Exercise:
Wherever the string "Result" shows up in the records below, return that line.

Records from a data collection

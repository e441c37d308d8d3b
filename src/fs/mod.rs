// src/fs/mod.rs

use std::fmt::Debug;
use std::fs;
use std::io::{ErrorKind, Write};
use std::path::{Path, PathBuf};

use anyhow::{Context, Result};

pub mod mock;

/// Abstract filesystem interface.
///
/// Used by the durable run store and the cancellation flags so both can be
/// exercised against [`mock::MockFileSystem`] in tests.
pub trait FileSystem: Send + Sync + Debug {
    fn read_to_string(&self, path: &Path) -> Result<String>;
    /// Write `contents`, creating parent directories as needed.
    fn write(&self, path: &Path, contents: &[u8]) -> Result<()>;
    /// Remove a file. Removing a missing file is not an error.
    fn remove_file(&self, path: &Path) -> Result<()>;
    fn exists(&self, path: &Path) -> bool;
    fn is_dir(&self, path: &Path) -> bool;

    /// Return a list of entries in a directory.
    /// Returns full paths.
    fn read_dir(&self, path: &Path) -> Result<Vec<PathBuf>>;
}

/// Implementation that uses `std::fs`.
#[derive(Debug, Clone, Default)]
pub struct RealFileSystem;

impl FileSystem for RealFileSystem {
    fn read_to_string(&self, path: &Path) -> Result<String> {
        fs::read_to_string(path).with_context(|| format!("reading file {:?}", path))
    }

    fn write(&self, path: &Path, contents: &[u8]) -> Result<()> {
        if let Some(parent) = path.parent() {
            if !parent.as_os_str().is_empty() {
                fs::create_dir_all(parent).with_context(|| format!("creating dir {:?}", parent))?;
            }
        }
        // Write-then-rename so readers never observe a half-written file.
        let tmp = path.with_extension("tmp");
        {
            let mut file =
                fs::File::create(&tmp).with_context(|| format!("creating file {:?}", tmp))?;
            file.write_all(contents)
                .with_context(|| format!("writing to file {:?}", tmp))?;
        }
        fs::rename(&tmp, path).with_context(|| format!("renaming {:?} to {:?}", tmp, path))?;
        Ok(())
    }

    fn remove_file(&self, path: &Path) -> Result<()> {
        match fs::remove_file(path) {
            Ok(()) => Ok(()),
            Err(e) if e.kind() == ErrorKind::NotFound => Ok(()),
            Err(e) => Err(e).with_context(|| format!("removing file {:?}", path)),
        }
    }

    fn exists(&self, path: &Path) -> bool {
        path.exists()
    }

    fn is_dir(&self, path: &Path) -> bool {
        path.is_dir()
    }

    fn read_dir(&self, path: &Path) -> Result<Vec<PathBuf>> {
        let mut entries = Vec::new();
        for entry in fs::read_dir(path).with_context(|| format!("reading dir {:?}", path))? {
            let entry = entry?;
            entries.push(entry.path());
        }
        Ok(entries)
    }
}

Task solution:
use anyhow::{Context, Result};
    fn read_to_string(&self, path: &Path) -> Result<String>;
    fn write(&self, path: &Path, contents: &[u8]) -> Result<()>;
    fn remove_file(&self, path: &Path) -> Result<()>;
    fn read_dir(&self, path: &Path) -> Result<Vec<PathBuf>>;
    fn read_to_string(&self, path: &Path) -> Result<String> {
    fn write(&self, path: &Path, contents: &[u8]) -> Result<()> {
    fn remove_file(&self, path: &Path) -> Result<()> {
    fn read_dir(&self, path: &Path) -> Result<Vec<PathBuf>> {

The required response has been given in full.